Spies Like Us
New revelations about the extent of the NSA's surveillance program aren't exactly shocking -- now that we know they spy on everyone, the "how" is just details.
New revelations about the extent of the NSA’s surveillance program aren’t exactly shocking – now that we know they spy on everyone, the “how” is just details.
It came to light that the NSA can crack pretty much all standard encryption – bank systems, medical records, emails, chats and phone calls are all readily available. The NSA can easily hack smartphones, as well, revealing data usage and even location information on where the user was. To some extent, such code cracking is their job description, but according to The New York Times, “Beginning in 2000, as encryption tools were gradually blanketing the Web, the N.S.A. invested billions of dollars in a clandestine campaign to preserve its ability to eavesdrop. Having lost a public battle in the 1990s to insert its own ‘back door’ in all encryption, it set out to accomplish the same goal by stealth.” Forcing tech companies to cooperate is also part of the ball game.

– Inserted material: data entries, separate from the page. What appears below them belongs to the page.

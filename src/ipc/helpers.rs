use chrono::{SecondsFormat, Utc};
use serde::de::DeserializeOwned;
use serde_json::Value as JsonValue;
use uuid::Uuid;

use crate::collection::PersistedCollection;
use crate::ipc::error::{err, toast};
use crate::ipc::types::AppState;
use crate::model::{Identified, Role, TransitionError, User};
use crate::seed;
use crate::store::Store;

pub struct HandlerErr {
    pub code: &'static str,
    pub message: String,
    pub details: Option<JsonValue>,
}

impl HandlerErr {
    pub fn new(code: &'static str, message: impl Into<String>) -> Self {
        HandlerErr {
            code,
            message: message.into(),
            details: None,
        }
    }

    pub fn bad_params(message: impl Into<String>) -> Self {
        Self::new("bad_params", message)
    }

    pub fn not_found(message: impl Into<String>) -> Self {
        Self::new("not_found", message)
    }

    pub fn conflict(message: impl Into<String>) -> Self {
        Self::new("conflict", message)
    }

    pub fn forbidden(message: impl Into<String>) -> Self {
        Self::new("forbidden", message)
    }

    /// Attach an error toast so the caller surfaces the failure without
    /// treating it as fatal.
    pub fn with_toast(mut self, message: impl Into<String>) -> Self {
        let mut details = self.details.take().unwrap_or_else(|| JsonValue::Object(Default::default()));
        details["toast"] = toast("error", message);
        self.details = Some(details);
        self
    }

    pub fn response(self, id: &str) -> JsonValue {
        err(id, self.code, self.message, self.details)
    }
}

impl From<anyhow::Error> for HandlerErr {
    fn from(e: anyhow::Error) -> Self {
        Self::new("internal", format!("{e:#}"))
    }
}

impl From<crate::store::StoreError> for HandlerErr {
    fn from(e: crate::store::StoreError) -> Self {
        Self::new("store_failed", e.to_string())
    }
}

impl From<TransitionError> for HandlerErr {
    fn from(e: TransitionError) -> Self {
        Self::conflict(e.to_string())
    }
}

pub fn open_store<'a>(state: &'a AppState) -> Result<&'a Store, HandlerErr> {
    state
        .store
        .as_ref()
        .ok_or_else(|| HandlerErr::new("no_workspace", "select a workspace first"))
}

pub fn load<T>(
    store: &Store,
    key: &'static str,
    seed: fn() -> Vec<T>,
) -> Result<PersistedCollection<T>, HandlerErr>
where
    T: serde::Serialize + DeserializeOwned + Identified,
{
    Ok(PersistedCollection::load(store, key, seed)?)
}

pub fn required_str(params: &JsonValue, key: &str) -> Result<String, HandlerErr> {
    params
        .get(key)
        .and_then(|v| v.as_str())
        .map(|s| s.trim().to_string())
        .filter(|s| !s.is_empty())
        .ok_or_else(|| HandlerErr::bad_params(format!("missing {}", key)))
}

pub fn opt_str(params: &JsonValue, key: &str) -> Result<Option<String>, HandlerErr> {
    match params.get(key) {
        None => Ok(None),
        Some(v) if v.is_null() => Ok(None),
        Some(v) => {
            let s = v
                .as_str()
                .ok_or_else(|| HandlerErr::bad_params(format!("{} must be string or null", key)))?
                .trim()
                .to_string();
            Ok(if s.is_empty() { None } else { Some(s) })
        }
    }
}

pub fn required_i64(params: &JsonValue, key: &str) -> Result<i64, HandlerErr> {
    params
        .get(key)
        .and_then(|v| v.as_i64())
        .ok_or_else(|| HandlerErr::bad_params(format!("missing {}", key)))
}

pub fn required_month(params: &JsonValue) -> Result<(i32, u32), HandlerErr> {
    let year = required_i64(params, "year")? as i32;
    let month = required_i64(params, "month")?;
    if !(1..=12).contains(&month) {
        return Err(HandlerErr::bad_params("month must be between 1 and 12"));
    }
    Ok((year, month as u32))
}

/// Parses a string field into one of the wire enums (subject, statuses,
/// meal types) through its serde form.
pub fn required_enum<T: DeserializeOwned>(params: &JsonValue, key: &str) -> Result<T, HandlerErr> {
    let raw = required_str(params, key)?;
    serde_json::from_value(JsonValue::String(raw.clone()))
        .map_err(|_| HandlerErr::bad_params(format!("invalid {}: {}", key, raw)))
}

/// Resolves `params.userId` against the fixed user directory. Every scoped
/// method names its acting user explicitly; there is no session.
pub fn acting_user(params: &JsonValue) -> Result<User, HandlerErr> {
    let user_id = required_str(params, "userId")?;
    seed::users()
        .into_iter()
        .find(|u| u.id == user_id)
        .ok_or_else(|| HandlerErr::not_found(format!("unknown user: {}", user_id)))
}

pub fn require_staff(user: &User) -> Result<(), HandlerErr> {
    if user.role.is_staff() {
        Ok(())
    } else {
        Err(HandlerErr::forbidden("staff only"))
    }
}

pub fn require_student(user: &User) -> Result<(), HandlerErr> {
    if user.role == Role::Student {
        Ok(())
    } else {
        Err(HandlerErr::forbidden("students only"))
    }
}

pub fn new_id() -> String {
    Uuid::new_v4().to_string()
}

pub fn now_ts() -> String {
    Utc::now().to_rfc3339_opts(SecondsFormat::Millis, true)
}

pub fn today() -> String {
    Utc::now().format("%Y-%m-%d").to_string()
}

Meanwhile, The Washington Post reports, “The Obama administration secretly won permission from a surveillance court in 2011 to reverse restrictions on the National Security Agency’s use of intercepted phone calls and e-mails, permitting the agency to search deliberately for Americans’ communications in its massive databases.”
Barack Obama told Jay Leno last month, “We don’t have a domestic spying program.” But the truth is, Obama has expanded the NSA’s enormous apparatus, which is being used to spy on everyone – including American citizens with no ties whatsoever to terrorism – and the agency is pulling in far more comprehensive data than at first thought. The ramifications for privacy and Liberty are numerous and extremely unsettling.